EXERCISE MATERIALS:
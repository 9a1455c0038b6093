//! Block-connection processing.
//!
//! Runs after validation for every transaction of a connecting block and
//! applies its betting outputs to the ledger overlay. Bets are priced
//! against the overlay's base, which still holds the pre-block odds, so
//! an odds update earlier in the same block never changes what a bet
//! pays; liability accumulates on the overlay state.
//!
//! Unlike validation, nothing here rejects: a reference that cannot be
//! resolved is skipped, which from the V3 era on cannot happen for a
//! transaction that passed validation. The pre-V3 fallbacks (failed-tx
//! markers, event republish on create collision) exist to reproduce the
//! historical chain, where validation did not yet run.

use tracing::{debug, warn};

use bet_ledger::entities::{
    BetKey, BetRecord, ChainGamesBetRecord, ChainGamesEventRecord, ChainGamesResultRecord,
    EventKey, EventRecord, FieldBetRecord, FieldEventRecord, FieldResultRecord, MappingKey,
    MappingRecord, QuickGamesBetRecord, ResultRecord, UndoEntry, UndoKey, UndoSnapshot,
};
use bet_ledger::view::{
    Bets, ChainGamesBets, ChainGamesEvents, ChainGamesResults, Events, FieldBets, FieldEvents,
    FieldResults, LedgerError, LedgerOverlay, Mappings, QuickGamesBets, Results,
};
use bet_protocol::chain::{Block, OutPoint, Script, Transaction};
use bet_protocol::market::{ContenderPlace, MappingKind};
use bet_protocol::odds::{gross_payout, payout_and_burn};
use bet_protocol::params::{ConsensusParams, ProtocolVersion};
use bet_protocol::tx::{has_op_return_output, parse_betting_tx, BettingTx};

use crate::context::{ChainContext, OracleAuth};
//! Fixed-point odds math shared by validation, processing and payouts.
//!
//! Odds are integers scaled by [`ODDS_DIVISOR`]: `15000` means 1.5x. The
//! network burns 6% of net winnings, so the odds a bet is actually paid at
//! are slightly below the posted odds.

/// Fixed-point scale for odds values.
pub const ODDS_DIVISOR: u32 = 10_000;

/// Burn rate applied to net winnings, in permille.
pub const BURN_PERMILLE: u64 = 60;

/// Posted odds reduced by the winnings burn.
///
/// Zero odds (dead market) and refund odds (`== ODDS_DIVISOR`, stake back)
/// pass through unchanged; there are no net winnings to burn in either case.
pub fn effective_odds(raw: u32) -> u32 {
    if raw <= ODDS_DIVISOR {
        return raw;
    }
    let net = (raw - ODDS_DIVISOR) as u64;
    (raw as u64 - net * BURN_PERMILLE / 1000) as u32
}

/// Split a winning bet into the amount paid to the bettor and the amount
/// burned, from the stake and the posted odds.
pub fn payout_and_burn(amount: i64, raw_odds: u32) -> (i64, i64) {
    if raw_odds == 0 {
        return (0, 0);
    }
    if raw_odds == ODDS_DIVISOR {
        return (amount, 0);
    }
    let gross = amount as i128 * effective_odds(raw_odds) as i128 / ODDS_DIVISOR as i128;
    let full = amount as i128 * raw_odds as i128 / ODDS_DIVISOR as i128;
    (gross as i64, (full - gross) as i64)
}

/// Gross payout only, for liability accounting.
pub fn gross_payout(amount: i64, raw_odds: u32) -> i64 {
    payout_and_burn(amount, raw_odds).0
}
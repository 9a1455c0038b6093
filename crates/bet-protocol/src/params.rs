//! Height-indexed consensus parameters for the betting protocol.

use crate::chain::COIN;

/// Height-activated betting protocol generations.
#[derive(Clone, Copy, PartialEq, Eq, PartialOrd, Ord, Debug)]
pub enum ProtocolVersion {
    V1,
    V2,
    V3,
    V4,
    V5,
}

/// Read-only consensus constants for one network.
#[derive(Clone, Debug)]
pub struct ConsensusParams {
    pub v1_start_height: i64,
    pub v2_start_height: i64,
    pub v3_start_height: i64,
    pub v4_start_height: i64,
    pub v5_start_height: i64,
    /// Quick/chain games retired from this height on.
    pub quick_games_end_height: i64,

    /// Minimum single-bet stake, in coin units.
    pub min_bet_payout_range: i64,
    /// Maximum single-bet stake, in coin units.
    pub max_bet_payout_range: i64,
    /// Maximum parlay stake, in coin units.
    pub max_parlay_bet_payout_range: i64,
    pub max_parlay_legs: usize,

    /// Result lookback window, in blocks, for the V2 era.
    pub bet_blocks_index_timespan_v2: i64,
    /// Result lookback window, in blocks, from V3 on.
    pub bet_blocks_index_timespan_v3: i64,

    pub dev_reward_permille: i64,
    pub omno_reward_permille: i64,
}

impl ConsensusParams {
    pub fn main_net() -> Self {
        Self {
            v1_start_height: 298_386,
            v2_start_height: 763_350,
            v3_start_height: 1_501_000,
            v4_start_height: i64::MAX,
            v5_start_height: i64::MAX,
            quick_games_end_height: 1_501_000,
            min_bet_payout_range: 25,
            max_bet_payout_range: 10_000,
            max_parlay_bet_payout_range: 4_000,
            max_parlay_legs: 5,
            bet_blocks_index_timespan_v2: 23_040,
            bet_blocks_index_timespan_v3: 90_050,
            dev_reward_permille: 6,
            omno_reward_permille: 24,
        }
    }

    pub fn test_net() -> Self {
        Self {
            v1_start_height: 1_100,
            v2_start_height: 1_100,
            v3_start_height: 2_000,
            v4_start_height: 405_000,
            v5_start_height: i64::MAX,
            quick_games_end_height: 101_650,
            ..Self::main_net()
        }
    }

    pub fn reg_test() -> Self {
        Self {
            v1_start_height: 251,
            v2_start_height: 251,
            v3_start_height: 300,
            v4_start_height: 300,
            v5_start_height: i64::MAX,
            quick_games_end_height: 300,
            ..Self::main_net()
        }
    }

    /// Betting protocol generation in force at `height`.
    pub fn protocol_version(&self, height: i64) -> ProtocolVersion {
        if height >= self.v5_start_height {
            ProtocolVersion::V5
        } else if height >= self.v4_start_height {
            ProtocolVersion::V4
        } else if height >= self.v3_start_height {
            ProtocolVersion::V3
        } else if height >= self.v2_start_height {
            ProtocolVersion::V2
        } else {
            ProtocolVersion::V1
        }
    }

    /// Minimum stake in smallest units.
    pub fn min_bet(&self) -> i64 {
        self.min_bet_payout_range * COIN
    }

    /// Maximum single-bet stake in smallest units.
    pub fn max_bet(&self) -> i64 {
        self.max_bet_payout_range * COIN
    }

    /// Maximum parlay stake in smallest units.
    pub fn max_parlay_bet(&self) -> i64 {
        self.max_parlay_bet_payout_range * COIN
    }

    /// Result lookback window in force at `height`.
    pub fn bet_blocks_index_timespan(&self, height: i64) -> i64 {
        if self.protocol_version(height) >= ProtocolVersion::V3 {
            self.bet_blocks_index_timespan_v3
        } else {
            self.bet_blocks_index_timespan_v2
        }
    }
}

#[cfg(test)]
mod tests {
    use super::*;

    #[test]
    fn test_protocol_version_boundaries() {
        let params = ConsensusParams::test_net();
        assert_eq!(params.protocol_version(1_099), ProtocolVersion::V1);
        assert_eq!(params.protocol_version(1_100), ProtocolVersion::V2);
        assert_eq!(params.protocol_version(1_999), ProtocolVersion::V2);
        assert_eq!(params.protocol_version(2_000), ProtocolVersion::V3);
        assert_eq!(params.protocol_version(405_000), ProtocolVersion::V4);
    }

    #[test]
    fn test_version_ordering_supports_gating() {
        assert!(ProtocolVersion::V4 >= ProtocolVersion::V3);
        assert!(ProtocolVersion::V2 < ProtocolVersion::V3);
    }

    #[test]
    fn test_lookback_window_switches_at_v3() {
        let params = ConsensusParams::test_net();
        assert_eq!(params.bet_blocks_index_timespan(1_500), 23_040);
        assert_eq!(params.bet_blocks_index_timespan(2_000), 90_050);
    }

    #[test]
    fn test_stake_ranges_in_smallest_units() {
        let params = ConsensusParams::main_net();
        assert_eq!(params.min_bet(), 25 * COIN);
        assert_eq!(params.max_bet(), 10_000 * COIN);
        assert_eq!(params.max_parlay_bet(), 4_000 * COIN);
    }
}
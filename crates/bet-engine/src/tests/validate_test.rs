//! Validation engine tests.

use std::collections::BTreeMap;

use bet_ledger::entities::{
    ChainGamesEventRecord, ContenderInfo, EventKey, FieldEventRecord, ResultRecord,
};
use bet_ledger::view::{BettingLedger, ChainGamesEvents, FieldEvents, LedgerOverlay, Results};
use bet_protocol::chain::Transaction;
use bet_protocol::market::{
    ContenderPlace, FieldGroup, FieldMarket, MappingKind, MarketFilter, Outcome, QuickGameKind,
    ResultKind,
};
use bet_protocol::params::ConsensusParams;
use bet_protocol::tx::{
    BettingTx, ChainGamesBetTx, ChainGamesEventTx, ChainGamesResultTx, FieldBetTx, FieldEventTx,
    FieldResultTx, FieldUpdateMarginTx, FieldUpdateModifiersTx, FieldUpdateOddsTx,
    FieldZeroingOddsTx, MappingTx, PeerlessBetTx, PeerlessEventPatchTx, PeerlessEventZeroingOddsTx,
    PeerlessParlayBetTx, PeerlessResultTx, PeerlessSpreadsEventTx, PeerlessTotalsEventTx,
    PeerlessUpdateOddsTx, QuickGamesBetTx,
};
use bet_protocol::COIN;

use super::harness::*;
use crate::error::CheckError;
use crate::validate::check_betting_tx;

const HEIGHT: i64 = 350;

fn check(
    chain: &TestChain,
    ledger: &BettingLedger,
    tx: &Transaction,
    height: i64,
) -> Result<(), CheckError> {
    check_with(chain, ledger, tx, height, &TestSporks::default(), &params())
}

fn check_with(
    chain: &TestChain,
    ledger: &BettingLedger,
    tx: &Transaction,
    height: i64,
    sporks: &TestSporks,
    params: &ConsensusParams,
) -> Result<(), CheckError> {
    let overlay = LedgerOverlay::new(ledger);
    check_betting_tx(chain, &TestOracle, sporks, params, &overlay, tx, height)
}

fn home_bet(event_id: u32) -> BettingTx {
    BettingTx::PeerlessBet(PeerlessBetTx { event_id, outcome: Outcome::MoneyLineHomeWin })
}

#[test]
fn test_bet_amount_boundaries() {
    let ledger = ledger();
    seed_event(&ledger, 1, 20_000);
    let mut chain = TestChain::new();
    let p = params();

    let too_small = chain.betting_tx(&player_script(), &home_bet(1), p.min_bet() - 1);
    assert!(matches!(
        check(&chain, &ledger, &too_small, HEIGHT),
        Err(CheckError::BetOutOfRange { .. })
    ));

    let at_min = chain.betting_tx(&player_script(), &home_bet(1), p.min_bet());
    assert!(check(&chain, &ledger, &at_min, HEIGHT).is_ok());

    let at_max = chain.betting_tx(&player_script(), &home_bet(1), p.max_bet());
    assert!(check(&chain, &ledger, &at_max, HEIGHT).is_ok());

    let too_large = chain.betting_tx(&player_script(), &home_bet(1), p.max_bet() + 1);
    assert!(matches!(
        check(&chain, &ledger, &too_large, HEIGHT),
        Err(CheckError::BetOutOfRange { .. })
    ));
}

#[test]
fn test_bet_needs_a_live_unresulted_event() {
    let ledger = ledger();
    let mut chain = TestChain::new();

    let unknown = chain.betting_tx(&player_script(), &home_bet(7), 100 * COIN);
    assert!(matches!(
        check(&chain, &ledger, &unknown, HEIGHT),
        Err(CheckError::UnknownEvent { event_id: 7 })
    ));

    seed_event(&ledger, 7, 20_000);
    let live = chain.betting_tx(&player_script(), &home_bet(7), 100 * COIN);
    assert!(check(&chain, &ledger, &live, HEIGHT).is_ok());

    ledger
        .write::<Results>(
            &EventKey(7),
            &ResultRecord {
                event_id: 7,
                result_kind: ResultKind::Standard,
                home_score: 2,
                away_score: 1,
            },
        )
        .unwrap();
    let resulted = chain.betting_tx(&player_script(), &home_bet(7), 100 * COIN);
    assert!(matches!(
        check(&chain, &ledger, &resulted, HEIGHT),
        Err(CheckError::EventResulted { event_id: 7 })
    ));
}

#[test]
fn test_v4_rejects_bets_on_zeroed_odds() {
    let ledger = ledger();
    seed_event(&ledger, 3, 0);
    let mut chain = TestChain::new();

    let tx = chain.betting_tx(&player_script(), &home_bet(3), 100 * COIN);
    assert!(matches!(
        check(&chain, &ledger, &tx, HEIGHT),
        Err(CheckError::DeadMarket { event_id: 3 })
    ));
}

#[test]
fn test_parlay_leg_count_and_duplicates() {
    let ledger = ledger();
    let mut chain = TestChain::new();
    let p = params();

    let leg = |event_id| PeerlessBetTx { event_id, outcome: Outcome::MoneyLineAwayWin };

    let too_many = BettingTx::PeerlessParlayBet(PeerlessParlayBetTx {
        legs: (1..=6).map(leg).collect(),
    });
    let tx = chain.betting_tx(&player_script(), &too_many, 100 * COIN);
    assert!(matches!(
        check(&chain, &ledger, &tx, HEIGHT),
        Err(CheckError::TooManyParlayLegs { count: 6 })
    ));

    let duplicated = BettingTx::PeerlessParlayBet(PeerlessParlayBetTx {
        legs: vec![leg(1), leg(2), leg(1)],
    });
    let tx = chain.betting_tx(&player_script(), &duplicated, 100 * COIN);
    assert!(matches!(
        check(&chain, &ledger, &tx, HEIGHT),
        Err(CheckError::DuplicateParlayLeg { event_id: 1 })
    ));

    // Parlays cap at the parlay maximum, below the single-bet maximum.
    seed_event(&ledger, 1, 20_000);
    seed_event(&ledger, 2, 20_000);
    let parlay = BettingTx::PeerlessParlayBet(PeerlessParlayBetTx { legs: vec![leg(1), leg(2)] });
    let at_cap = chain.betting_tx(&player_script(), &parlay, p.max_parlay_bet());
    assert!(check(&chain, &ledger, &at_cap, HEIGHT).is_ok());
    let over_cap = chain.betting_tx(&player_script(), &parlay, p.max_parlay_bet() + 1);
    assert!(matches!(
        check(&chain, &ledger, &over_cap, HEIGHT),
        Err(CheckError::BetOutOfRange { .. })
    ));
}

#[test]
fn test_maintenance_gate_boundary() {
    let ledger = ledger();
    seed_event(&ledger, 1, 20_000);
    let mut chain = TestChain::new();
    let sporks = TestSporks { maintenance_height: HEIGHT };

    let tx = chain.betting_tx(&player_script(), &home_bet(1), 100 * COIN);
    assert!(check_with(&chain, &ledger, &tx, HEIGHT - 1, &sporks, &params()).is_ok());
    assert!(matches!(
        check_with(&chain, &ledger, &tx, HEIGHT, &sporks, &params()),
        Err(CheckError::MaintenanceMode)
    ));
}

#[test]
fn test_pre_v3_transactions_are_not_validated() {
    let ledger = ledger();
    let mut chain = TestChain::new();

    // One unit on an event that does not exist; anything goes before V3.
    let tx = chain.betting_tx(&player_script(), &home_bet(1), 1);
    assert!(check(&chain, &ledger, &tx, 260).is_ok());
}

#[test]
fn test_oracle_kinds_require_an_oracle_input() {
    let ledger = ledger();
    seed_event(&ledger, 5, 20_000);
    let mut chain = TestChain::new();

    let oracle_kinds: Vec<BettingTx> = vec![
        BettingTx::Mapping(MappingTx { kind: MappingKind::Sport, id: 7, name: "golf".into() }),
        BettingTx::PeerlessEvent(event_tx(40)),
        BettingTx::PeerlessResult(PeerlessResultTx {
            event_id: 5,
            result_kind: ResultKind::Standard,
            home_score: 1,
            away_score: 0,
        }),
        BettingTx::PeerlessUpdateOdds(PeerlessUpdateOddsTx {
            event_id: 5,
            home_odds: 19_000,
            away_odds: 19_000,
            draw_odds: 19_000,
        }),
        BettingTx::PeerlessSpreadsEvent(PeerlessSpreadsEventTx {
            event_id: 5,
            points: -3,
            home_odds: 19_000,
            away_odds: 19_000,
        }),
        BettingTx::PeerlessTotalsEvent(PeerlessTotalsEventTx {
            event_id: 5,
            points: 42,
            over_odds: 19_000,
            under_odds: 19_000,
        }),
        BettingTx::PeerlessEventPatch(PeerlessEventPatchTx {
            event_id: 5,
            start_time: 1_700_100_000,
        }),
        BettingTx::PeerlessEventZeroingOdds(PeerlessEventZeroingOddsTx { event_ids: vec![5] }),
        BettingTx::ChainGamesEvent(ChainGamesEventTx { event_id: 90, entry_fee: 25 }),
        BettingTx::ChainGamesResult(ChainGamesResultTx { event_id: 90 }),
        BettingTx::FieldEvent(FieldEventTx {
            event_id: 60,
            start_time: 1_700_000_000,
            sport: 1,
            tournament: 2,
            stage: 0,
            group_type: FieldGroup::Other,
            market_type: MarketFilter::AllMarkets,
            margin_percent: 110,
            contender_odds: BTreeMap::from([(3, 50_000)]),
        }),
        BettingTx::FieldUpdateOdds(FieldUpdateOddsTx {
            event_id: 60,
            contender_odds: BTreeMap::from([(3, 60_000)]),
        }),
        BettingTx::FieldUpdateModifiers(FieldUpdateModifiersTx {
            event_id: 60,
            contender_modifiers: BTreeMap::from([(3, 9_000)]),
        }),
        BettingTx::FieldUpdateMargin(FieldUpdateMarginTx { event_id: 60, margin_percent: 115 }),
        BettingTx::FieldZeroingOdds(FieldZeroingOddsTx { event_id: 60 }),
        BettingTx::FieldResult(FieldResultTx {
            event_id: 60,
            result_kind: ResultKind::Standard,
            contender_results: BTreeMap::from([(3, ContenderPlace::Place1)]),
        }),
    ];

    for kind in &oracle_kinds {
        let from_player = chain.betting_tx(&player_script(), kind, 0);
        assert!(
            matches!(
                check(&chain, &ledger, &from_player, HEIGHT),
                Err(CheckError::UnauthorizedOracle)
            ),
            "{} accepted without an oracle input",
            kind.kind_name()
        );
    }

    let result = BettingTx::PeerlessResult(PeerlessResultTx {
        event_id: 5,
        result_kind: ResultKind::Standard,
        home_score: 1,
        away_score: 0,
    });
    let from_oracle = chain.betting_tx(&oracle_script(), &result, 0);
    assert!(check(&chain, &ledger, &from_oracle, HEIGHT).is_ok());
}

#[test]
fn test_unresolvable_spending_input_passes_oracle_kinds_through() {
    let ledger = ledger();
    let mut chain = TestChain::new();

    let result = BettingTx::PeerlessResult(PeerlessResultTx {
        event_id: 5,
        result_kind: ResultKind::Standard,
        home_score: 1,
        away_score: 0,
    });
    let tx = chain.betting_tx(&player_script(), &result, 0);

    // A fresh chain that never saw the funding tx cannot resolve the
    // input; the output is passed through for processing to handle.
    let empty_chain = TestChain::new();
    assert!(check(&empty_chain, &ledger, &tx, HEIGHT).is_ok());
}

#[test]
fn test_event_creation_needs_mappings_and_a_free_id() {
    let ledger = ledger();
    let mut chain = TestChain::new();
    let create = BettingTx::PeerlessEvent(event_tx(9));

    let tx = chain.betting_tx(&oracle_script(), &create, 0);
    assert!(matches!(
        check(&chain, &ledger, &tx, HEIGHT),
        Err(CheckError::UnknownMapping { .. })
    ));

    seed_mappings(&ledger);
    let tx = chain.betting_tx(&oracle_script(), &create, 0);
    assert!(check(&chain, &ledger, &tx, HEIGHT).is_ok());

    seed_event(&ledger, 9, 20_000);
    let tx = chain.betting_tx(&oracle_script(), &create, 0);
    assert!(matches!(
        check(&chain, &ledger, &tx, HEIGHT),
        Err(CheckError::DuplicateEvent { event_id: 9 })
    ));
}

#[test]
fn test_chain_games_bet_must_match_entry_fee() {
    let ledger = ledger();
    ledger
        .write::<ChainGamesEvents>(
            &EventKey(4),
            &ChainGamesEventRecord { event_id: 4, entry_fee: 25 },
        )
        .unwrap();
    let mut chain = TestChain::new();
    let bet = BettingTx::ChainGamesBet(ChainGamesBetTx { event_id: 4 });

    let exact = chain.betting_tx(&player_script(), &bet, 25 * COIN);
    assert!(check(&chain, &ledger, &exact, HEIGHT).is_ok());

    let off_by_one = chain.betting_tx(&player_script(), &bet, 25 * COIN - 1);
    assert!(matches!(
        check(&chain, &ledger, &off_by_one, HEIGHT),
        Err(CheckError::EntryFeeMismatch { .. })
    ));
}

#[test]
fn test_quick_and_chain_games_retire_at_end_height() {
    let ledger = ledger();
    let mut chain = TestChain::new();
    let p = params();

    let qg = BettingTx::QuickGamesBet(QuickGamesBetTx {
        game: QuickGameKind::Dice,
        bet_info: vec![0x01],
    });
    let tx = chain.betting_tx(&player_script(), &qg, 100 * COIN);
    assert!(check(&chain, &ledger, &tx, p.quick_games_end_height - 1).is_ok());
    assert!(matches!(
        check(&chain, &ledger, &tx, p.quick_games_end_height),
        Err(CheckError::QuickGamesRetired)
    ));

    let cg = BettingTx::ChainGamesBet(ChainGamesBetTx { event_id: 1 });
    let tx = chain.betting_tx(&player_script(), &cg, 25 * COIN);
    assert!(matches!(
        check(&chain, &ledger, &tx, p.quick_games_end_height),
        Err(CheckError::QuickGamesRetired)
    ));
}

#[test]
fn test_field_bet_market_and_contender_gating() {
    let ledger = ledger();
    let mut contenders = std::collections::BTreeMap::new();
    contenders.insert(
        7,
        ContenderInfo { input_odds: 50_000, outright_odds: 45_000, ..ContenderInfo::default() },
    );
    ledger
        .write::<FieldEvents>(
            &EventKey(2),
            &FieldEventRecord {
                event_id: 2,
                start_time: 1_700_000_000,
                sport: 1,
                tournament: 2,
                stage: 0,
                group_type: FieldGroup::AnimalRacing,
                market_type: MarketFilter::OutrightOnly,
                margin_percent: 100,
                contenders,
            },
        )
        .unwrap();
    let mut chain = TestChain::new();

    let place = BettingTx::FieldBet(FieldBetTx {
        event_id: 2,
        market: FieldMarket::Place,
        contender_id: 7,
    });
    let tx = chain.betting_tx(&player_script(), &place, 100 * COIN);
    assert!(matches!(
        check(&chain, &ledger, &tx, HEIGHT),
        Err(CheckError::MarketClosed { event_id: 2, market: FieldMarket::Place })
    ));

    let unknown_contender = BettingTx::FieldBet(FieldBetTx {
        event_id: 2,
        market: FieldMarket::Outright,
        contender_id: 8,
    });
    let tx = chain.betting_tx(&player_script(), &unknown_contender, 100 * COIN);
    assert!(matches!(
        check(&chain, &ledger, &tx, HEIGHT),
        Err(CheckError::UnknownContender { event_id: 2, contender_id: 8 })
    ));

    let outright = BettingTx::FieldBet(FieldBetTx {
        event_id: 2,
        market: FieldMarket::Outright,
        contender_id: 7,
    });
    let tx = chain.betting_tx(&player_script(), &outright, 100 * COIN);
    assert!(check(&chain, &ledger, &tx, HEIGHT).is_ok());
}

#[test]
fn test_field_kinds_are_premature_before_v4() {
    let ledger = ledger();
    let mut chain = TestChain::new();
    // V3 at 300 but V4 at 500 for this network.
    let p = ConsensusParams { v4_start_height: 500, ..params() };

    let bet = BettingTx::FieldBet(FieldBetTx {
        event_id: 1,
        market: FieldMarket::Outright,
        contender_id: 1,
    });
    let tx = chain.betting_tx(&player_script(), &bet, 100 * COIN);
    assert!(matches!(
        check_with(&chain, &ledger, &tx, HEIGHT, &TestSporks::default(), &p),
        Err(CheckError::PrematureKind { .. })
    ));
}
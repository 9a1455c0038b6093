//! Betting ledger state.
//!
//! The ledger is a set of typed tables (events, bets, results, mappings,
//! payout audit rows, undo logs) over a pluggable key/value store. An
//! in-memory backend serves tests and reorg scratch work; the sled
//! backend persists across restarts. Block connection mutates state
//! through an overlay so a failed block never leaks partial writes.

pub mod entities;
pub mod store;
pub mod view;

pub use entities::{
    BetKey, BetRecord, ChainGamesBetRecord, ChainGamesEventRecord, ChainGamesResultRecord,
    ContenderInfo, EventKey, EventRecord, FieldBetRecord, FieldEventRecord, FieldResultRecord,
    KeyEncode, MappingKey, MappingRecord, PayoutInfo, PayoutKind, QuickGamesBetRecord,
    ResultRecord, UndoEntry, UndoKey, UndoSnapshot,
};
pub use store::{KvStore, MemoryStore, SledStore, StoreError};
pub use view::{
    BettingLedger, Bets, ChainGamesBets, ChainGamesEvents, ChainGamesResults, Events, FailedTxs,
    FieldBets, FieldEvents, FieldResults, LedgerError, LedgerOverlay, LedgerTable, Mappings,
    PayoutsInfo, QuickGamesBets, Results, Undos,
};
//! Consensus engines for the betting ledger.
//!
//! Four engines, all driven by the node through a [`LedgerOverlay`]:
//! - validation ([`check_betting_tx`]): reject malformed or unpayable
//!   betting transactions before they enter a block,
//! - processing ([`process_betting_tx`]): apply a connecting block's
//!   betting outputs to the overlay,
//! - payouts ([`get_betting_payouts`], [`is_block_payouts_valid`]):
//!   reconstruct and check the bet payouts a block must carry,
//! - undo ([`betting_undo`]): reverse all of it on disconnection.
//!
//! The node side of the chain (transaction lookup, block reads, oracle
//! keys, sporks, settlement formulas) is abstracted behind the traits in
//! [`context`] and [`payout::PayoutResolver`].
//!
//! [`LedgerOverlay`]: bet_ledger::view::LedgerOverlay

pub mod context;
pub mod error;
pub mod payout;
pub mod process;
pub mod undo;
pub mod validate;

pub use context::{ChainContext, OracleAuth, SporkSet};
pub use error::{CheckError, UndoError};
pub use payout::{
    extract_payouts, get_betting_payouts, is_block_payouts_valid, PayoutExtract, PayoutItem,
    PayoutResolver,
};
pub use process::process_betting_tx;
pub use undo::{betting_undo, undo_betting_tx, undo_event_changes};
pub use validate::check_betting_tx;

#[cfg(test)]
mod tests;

EXERCISE: The lines holding the string "which" in the listing above are what you should copy out.

YOUR SOLUTION:
//! against the overlay's base, which still holds the pre-block odds, so
//! resolved is skipped, which from the V3 era on cannot happen for a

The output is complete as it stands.